**INSTRUCTIONS TO FOLLOW:** Some lines below hold "RequestHandle". Pick them out and copy them.

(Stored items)

##############################

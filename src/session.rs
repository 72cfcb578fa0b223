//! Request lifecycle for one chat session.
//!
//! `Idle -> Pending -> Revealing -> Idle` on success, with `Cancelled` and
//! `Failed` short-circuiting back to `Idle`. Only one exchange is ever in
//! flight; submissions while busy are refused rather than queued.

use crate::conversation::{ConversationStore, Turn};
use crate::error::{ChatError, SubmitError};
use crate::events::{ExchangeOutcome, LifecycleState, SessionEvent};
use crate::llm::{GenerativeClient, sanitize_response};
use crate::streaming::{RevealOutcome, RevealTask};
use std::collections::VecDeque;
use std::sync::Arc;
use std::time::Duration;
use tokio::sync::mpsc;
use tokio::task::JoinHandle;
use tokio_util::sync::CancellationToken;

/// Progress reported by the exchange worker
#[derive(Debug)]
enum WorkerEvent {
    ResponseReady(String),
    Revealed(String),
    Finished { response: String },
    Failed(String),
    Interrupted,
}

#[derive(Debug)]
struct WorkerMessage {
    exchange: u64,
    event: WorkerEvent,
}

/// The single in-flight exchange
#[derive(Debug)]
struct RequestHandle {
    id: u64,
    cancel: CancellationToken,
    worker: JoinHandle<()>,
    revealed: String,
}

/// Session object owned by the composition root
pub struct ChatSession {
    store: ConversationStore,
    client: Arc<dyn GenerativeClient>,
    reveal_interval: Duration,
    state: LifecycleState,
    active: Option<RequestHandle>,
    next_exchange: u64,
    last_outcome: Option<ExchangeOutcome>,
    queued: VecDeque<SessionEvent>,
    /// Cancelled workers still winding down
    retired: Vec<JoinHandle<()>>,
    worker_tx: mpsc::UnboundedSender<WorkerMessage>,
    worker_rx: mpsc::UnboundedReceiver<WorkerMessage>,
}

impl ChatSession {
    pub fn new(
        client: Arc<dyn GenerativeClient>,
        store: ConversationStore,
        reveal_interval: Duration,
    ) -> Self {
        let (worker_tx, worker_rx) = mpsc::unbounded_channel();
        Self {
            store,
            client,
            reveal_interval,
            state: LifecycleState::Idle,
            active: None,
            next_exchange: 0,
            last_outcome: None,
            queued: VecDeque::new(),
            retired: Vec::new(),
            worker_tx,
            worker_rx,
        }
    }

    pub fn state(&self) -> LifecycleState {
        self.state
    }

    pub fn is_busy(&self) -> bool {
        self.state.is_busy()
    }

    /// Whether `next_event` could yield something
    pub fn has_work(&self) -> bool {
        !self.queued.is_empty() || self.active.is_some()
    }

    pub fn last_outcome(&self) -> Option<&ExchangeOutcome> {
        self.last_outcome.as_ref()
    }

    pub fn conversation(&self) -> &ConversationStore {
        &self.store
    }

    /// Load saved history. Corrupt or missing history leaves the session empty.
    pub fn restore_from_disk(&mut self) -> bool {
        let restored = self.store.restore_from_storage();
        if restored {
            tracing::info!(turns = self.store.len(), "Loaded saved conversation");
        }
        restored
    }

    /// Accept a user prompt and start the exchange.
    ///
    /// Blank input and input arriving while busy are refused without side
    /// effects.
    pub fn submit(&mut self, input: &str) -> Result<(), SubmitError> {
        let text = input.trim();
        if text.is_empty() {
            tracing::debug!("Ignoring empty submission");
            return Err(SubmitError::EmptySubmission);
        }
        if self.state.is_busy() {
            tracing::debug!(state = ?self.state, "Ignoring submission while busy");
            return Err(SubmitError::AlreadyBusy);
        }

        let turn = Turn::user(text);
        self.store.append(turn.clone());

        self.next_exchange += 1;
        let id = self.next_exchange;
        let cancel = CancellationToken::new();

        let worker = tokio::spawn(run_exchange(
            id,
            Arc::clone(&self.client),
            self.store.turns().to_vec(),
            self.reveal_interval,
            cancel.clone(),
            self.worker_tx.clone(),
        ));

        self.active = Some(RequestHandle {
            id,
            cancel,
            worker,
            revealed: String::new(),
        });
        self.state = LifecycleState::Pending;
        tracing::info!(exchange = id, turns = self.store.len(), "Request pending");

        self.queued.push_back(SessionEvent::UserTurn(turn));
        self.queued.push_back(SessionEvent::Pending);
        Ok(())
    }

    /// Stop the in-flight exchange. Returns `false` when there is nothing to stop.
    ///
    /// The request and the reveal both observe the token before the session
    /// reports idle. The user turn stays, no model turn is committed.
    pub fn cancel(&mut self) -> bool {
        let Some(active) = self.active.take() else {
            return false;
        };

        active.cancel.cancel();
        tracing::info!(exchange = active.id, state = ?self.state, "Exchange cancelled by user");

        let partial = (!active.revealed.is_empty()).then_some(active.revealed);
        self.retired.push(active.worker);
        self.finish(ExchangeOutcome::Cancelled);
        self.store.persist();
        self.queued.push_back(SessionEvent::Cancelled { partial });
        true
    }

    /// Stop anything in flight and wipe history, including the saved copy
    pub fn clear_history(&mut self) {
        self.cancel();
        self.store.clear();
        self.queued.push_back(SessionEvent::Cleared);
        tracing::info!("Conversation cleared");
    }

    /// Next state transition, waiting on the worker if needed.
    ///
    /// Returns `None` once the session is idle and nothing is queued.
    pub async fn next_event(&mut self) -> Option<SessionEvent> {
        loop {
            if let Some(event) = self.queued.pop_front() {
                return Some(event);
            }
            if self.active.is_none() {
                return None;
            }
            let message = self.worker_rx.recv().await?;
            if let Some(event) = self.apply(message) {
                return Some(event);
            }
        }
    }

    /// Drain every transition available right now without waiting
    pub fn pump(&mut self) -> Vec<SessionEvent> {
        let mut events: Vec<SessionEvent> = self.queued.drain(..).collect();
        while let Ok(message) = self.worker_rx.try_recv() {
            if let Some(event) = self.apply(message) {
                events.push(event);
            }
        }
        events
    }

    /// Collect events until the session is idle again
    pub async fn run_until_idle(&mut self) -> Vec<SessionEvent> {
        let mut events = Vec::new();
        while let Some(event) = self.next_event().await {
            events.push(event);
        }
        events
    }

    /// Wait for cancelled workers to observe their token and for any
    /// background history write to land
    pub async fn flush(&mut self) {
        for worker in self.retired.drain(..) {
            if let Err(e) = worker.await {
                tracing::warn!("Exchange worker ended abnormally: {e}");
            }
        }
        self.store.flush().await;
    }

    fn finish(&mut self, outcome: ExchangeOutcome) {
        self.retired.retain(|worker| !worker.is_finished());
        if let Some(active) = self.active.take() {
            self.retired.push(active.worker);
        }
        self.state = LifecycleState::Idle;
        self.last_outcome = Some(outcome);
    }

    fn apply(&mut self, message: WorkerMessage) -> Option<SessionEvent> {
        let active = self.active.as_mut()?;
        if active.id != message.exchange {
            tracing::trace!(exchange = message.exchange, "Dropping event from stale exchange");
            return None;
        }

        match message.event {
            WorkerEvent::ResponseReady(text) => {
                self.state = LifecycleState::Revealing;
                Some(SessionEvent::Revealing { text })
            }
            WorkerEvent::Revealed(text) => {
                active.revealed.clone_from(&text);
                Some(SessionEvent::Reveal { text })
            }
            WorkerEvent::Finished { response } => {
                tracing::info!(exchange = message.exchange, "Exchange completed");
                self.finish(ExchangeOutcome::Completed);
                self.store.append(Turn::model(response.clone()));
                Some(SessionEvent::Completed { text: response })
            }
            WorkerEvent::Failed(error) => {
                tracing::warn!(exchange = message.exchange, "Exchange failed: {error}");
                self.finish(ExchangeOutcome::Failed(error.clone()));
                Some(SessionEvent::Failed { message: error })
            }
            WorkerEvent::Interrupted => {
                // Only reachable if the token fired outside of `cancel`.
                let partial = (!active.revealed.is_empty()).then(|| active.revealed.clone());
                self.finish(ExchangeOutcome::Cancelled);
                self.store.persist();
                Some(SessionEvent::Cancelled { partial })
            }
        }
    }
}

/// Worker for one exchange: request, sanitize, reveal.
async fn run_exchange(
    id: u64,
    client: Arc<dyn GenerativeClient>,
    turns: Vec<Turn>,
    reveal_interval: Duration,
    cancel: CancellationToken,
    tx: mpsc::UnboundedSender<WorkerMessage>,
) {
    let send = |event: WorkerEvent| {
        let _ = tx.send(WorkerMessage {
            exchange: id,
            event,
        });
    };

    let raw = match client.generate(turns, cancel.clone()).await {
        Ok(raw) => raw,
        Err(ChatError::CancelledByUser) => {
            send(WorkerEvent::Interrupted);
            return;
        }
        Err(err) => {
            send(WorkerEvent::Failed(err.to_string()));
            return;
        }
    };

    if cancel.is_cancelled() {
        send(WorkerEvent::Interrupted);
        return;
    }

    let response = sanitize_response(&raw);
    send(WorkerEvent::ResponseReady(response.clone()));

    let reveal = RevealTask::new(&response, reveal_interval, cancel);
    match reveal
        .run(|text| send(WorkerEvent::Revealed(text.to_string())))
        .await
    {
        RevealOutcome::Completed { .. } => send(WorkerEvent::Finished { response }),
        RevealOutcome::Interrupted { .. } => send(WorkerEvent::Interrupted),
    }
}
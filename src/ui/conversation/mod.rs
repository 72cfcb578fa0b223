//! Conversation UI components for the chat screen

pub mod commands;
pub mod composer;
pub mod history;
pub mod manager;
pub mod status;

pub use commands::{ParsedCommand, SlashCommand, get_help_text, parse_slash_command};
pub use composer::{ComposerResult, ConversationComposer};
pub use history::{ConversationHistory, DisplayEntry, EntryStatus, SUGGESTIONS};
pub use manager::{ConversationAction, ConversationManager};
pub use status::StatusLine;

##############################

**OUTPUT:**
struct RequestHandle {
    active: Option<RequestHandle>,
        self.active = Some(RequestHandle {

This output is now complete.